Identification and screening of effective protective antigens for channel catfish against Streptococcus iniae.

PMID 28415641


Vaccination is a potential approach for prevention and control of disease in fish. The use of genetically engineered vaccines is an effective method and a green intervention to control bacterial infection in aquaculture. However, efforts to develop these vaccines are limited by the lack of conserved protective antigens. In this study, three candidate immunogens (Srr, NeuA, and Hsp) of the pathogenic Streptococcus iniae strain DGX07 isolated from diseased channel catfish were identified and analyzed. Molecular cloning, expression, and purification of candidate antigen genes were carried out to obtain the candidate immunogens in the form of recombinant subunit vaccines. Western blotting was performed to evaluate immunogenicity in vitro and channel catfish were vaccinated by intraperitoneal injection and the specific antibody titers and relative percent of survival were determined to evaluate immune protection in vivo.
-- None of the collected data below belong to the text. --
// src/views/mod.rs

//! Page controllers.
//!
//! Each controller owns the state of one page, loads what the page needs
//! on start and exposes one method per form or button. Rendering produces
//! plain view models that the terminal front end prints.

pub mod charts;
pub mod exam_ranking;
pub mod management;
pub mod performance;
pub mod podium;
pub mod ranking;
pub mod registration;
pub mod session;
pub mod teams;

use crate::error::AppError;
use crate::models::Student;
use crate::page::Page;

/// One entry of a selector. An empty `value` is the prompt entry.
#[derive(Debug, Clone, PartialEq, Eq)]
pub struct SelectOption {
    pub value: String,
    pub label: String,
}

impl SelectOption {
    pub fn new(value: impl Into<String>, label: impl Into<String>) -> Self {
        Self {
            value: value.into(),
            label: label.into(),
        }
    }

    /// Selector entry without a value.
    pub fn prompt(label: impl Into<String>) -> Self {
        Self::new("", label)
    }
}

/// Prompt entry followed by one entry per student.
pub fn student_options(students: &[Student], prompt: &str) -> Vec<SelectOption> {
    std::iter::once(SelectOption::prompt(prompt))
        .chain(
            students
                .iter()
                .map(|s| SelectOption::new(s.id.to_string(), s.name.as_str())),
        )
        .collect()
}

/// Alert for a failed form submission.
///
/// Server rejections show the server's message; everything else is logged
/// and replaced by `fallback`.
pub(crate) fn alert_failure(page: &dyn Page, context: &str, error: &AppError, fallback: &str) {
    match error {
        AppError::Rejected { message, .. } => page.alert(&format!("Erro: {message}")),
        AppError::Validation(message) => page.alert(message),
        other => {
            log::error!("{context}: {other}");
            page.alert(fallback);
        }
    }
}

/// Parse a required numeric form field.
pub(crate) fn required_id(raw: &str, message: &str) -> Result<i64, AppError> {
    let raw = raw.trim();
    if raw.is_empty() {
        return Err(AppError::validation(message));
    }
    raw.parse()
        .map_err(|_| AppError::validation(format!("Valor inválido: {raw}")))
}

/// Trimmed text, `None` when blank.
pub(crate) fn optional_text(raw: &str) -> Option<String> {
    let trimmed = raw.trim();
    (!trimmed.is_empty()).then(|| trimmed.to_string())
}

#[cfg(test)]
mod tests {
    use super::*;

    #[test]
    fn student_options_start_with_prompt() {
        let students = vec![Student {
            id: 4,
            name: "Fernanda".into(),
        }];
        let options = student_options(&students, "Selecione o aluno");
        assert_eq!(options[0], SelectOption::prompt("Selecione o aluno"));
        assert_eq!(options[1], SelectOption::new("4", "Fernanda"));
    }

    #[test]
    fn required_id_rejects_blank_and_garbage() {
        assert_eq!(required_id(" 12 ", "x").unwrap(), 12);
        assert!(matches!(required_id("", "Selecione."), Err(AppError::Validation(m)) if m == "Selecione."));
        assert!(required_id("doze", "x").is_err());
    }

    #[test]
    fn optional_text_blank_is_none() {
        assert_eq!(optional_text("   "), None);
        assert_eq!(optional_text(" Quad "), Some("Quad".to_string()));
    }
}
The results showed that these three candidate immunogens were expressed correctly as recombinant proteins fused with His tags, with molecular weights of 70 kDa for Srr, 86 kDa for NeuA, and 51 kDa for Hsp, respectively. Moreover, each immunogen was predicted to be located either extracellularly or on the surface of S. iniae, and were able to offer protection against S. iniae infection in the form of recombinant subunit vaccines with adjuvant ISA763, especially Srr, with a relative percent of survival of 70% for Srr, 55% for NeuA, and 50% for Hsp, respectively.